Hakel and Yom Kippur

Shavua Tov. Today’s Parsha spoke about the ceremony known as הקהל, Hakel, that was done once in seven years on the Succot following the Shmitta year. ( We just began year four of the seven year cycle.)

The king read the major portions of the Torah and all of Israel were invited to attend. Even small children were encouraged to come to the Beit Hamikdash.

Rabbi Soloveitchik felt that this was compensation for not being able to be in the Temple on Yom Kippur. The Rav claimed that only the Kohanim and elite were allowed to be in the Temple courtyard witnessing the holy service of Yom Kippur by the כהן גדול.

The highlight of this service was hearing the שם המפורש, the ineffable name of G-d being uttered by the High Priest on the holiest day of the year.

It is not clear if those outside of the Temple actually heard this or not. But logistically, all of עם ישראל could not fit in the Temple.

The holiness was certainly felt all over Israel. But the actual entrance to the Temple was once in seven years. Perhaps this seems a little unfair. This made me understand and appreciate how Chassidut was founded to make everyone feel that they have a part in כלל ישראל.

הסתר פנים

The concept of הסתר פנים is mentioned in פרשת וילך. This refers to Hashem hiding His face, so to speak. We know that Hashem is always there running the world, but there are times when He is hidden. This is הסתר פנים.

Rabbi Soloveitchik wrote that the Holocaust was a period of הסתר פנים for the Jewish people. The State of Israel represented an end to Hester Panim.

The Rav explains this concept further. Hashem brings justice to the world either by מידת הדין, strict judgement, or Hester Panim. The latter is worse.

A child is able to handle a reprimand or punishment. However, rejection is unbearable. When a parent refuses to speak to his child and wants nothing to do with him, the child experiences a horrible void and pain.

The same is true of עם ישראל during periods of such rejection from G-d. Thankfully, when we now call out to Him, Hashem hears our prayers. The Shechina, Divine Presence, has returned to Israel along with 6,600,000 Jews. No more Hester Panim. The גאולה is imminent! Shabbat Shalom

עשרת ימי תשובה

The Rambam in הלכות תשובה, sums up the importance of עשרת ימי תשובה, the Ten Days of Repentance. He says the following: “Although Teshuva and crying out to Hashem, is always good for the world, during the ten days between Rosh Hashanah and Yom Kippur, it is especially effective at this time. One who does call out to G-d during this time, is answered immediately. This is confirmed by the Prophet Isaiah when he says, דרשו ה׳בהמצאו, seek out Hashem, when He is found. This shows that this period is a most auspicious time for repentance.

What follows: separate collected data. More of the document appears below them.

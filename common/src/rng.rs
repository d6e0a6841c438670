use rand::prelude::{SeedableRng, StdRng};

pub fn create_rng_from_seed(seed: u64) -> StdRng {
    StdRng::seed_from_u64(seed)
}

pub fn create_rng() -> StdRng {
    StdRng::from_entropy()
}
/// Policy/value oracle queried once per expanded state.
pub trait GameAnalyzer {
    type State;

    /// Evaluates a canonical state from the perspective of the player to move.
    fn get_state_analysis(&self, game_state: &Self::State) -> GameStateAnalysis;
}

impl<T: GameAnalyzer + ?Sized> GameAnalyzer for &T {
    type State = T::State;

    fn get_state_analysis(&self, game_state: &Self::State) -> GameStateAnalysis {
        (**self).get_state_analysis(game_state)
    }
}

#[derive(Clone, Debug, PartialEq)]
pub struct GameStateAnalysis {
    /// Prior over every action index, summing to ~1 before legality masking.
    pub policy_scores: Vec<f32>,
    /// Value estimate in `[-1, 1]`.
    pub value_score: f32,
}

impl GameStateAnalysis {
    pub fn new(value_score: f32, policy_scores: Vec<f32>) -> Self {
        GameStateAnalysis {
            policy_scores,
            value_score,
        }
    }
}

The Rambam goes on to explain that this applies to an individual. But a צבור, an entire community, that does collective Teshuva, will likewise, receive an immediate positive response. The emphasis of the Pasuk regarding a צבור, is בכל קראינו אליו, when we all, collectively, call out to Him.

Our focus at this time should be both an individual and collective Teshuva on behalf of ourselves and all of כלל ישראל.

Fast of Gedalia

Shana Tova. Tomorrow is צום גדליה also known as the “Fast of the Seventh Month.” It really has nothing to do with Rosh Hashanah and Yom Kippur in a direct way.

The fast commemorates the assassination of Gedalia Ben Achikam by another Jew named Yishmael Ben Netanya. This murder took place on Rosh Hashanah but we fast on the third of Tishrei.

Gedalia was granted a small area to govern in a place called Mitzpa, after the destruction of the First Temple. Many Jews who had fled to Moab, Edom, and Ammon, returned to Israel.

The king of Ammon was not happy that some of his citizens left his kingdom. He hired Yishmael Ben Netanya to assassinate Gedalia.

After this tragedy of one Jew rising up against another, there no longer was a significant Jewish presence until the Second Temple was built. The Rabbis decreed that an annual fast be observed to mourn for the destruction of the Temple.

Fasting at this time, also allowed us to focus on the seriousness of the Ten Days of Teshuva.

Hashem is King

Shavua Tov and Shana Tova. The theme of Rosh Hashanah is acknowledging that Hashem is King of the Universe. It is necessary that we establish this before we can begin asking for forgiveness for our sins.

It needs to be abundantly clear that we understand our place in relationship to G-d. The prayers for Rosh Hashanah repeatedly mention that it is our sincere desire that ומלוך על כל העולם בכבודו, that Hashem reigns the world with His glory.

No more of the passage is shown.